(Problem) Look for "counts" in each line of the records, and copy the lines that have it.

Collected data:
....
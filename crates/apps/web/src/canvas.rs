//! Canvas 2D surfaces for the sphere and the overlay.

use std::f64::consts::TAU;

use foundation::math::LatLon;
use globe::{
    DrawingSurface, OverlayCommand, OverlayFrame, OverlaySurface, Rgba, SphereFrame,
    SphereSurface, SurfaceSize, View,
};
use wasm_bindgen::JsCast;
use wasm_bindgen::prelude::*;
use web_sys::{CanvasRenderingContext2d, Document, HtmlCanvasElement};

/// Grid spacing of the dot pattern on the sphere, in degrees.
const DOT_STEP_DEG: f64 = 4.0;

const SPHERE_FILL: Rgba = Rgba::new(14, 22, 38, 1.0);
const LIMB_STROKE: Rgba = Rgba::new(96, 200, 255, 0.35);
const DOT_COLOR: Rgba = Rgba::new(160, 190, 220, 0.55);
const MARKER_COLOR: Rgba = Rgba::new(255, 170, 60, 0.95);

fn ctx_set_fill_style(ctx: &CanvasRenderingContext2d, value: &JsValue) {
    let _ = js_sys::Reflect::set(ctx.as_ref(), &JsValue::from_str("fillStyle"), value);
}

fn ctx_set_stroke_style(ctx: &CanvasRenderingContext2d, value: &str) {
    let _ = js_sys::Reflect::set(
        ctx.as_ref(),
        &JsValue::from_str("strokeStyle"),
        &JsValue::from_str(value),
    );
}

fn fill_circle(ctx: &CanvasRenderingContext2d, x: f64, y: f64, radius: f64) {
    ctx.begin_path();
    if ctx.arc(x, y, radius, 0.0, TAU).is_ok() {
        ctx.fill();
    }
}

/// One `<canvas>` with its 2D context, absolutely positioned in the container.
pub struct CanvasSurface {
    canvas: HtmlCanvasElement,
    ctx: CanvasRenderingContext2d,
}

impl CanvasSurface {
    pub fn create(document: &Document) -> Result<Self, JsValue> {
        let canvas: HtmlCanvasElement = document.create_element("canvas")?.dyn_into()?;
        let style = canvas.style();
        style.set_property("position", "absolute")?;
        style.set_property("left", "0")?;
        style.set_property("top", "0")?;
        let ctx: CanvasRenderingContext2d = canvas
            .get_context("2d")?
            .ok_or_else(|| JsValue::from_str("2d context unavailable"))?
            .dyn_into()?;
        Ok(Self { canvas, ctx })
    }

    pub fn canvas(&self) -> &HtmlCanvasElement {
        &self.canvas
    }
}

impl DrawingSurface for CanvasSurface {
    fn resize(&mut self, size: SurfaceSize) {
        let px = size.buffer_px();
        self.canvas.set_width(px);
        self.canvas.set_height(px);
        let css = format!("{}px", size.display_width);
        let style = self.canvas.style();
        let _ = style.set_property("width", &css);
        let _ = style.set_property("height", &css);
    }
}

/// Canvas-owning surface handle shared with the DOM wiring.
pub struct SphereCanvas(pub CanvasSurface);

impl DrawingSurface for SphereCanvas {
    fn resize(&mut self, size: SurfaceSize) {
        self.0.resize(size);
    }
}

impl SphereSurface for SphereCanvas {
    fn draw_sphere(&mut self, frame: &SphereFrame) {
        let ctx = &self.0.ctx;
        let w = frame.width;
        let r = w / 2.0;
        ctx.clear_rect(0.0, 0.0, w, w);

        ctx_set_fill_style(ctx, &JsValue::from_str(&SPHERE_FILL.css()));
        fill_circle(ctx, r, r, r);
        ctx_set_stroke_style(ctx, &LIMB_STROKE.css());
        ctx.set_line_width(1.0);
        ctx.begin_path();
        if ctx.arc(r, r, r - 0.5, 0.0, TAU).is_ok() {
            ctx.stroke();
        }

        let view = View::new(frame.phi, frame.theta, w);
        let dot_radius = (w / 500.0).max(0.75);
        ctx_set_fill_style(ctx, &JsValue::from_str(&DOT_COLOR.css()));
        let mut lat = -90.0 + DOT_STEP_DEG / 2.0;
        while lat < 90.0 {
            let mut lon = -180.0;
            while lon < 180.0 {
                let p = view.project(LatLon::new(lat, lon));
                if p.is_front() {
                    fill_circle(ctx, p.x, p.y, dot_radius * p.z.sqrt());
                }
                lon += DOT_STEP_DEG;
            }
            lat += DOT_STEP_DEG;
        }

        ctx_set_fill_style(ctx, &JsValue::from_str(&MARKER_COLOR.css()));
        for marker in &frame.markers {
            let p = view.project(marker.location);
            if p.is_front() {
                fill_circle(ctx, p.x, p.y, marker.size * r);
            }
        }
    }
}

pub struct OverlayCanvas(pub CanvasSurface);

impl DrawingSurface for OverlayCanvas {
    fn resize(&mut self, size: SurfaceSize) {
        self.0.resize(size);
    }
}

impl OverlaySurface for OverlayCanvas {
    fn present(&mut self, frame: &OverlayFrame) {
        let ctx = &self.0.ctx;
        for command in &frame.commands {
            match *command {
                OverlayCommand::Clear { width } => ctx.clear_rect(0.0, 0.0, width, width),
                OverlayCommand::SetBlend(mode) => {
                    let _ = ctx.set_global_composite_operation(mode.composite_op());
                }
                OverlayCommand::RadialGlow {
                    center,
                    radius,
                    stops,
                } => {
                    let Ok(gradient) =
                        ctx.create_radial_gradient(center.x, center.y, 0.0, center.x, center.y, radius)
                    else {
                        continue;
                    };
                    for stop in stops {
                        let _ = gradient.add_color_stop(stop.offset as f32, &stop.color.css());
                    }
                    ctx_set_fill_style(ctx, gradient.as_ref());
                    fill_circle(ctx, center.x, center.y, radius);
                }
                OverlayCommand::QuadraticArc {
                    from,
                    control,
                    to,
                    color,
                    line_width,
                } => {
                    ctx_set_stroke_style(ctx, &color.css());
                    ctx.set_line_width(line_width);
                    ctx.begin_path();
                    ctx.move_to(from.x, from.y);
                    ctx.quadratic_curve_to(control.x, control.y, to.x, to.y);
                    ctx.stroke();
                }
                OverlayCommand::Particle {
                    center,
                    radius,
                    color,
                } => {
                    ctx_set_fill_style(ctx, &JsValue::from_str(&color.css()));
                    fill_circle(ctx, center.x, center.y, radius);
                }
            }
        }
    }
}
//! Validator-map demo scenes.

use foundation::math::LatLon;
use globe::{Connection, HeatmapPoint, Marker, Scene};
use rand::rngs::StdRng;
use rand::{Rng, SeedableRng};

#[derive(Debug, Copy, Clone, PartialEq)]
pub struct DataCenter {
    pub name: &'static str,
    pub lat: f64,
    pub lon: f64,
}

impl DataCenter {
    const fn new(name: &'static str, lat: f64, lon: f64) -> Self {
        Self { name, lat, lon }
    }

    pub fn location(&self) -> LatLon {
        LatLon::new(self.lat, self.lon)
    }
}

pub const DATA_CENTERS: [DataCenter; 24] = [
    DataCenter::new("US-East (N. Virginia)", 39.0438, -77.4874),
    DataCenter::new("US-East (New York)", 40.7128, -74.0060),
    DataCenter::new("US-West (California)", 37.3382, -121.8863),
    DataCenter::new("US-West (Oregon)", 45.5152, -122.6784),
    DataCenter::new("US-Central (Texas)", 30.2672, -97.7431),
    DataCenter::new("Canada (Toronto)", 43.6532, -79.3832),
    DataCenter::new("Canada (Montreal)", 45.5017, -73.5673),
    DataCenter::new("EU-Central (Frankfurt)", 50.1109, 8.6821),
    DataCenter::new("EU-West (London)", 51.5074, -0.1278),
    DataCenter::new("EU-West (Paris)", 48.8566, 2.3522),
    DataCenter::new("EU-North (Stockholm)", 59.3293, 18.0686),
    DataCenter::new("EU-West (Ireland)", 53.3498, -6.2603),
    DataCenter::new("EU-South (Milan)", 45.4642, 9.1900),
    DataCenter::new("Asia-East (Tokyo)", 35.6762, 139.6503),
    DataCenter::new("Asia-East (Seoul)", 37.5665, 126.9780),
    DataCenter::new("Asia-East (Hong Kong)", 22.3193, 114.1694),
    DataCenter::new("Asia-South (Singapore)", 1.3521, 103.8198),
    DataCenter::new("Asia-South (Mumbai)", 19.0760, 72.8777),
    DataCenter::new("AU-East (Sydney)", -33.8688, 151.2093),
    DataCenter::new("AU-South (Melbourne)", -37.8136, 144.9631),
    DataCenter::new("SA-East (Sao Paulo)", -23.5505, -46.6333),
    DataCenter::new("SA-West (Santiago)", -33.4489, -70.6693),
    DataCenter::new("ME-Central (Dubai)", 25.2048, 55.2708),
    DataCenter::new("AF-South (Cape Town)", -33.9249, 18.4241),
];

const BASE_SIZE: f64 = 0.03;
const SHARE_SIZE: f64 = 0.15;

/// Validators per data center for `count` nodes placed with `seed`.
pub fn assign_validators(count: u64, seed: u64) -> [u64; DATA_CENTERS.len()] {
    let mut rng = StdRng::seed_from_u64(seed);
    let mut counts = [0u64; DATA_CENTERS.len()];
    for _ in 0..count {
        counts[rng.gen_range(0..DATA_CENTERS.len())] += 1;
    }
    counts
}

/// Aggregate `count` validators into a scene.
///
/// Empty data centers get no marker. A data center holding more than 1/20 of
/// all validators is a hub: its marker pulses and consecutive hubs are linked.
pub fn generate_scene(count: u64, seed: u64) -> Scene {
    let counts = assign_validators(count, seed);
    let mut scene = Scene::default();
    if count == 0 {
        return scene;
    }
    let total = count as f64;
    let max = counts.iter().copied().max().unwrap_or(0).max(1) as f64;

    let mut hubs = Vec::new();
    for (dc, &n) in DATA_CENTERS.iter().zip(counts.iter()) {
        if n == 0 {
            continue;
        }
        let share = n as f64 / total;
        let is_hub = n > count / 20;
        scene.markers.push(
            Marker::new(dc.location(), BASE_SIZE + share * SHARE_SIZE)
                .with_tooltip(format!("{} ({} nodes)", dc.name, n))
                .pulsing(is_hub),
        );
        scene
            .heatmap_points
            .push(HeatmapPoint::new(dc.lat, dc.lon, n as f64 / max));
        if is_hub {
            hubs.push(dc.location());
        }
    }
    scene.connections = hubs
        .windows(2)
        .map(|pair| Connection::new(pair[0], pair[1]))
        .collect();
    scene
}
....
(The answer)
    let mut counts = [0u64; DATA_CENTERS.len()];
        counts[rng.gen_range(0..DATA_CENTERS.len())] += 1;
    counts
    let counts = assign_validators(count, seed);
    let max = counts.iter().copied().max().unwrap_or(0).max(1) as f64;
    for (dc, &n) in DATA_CENTERS.iter().zip(counts.iter()) {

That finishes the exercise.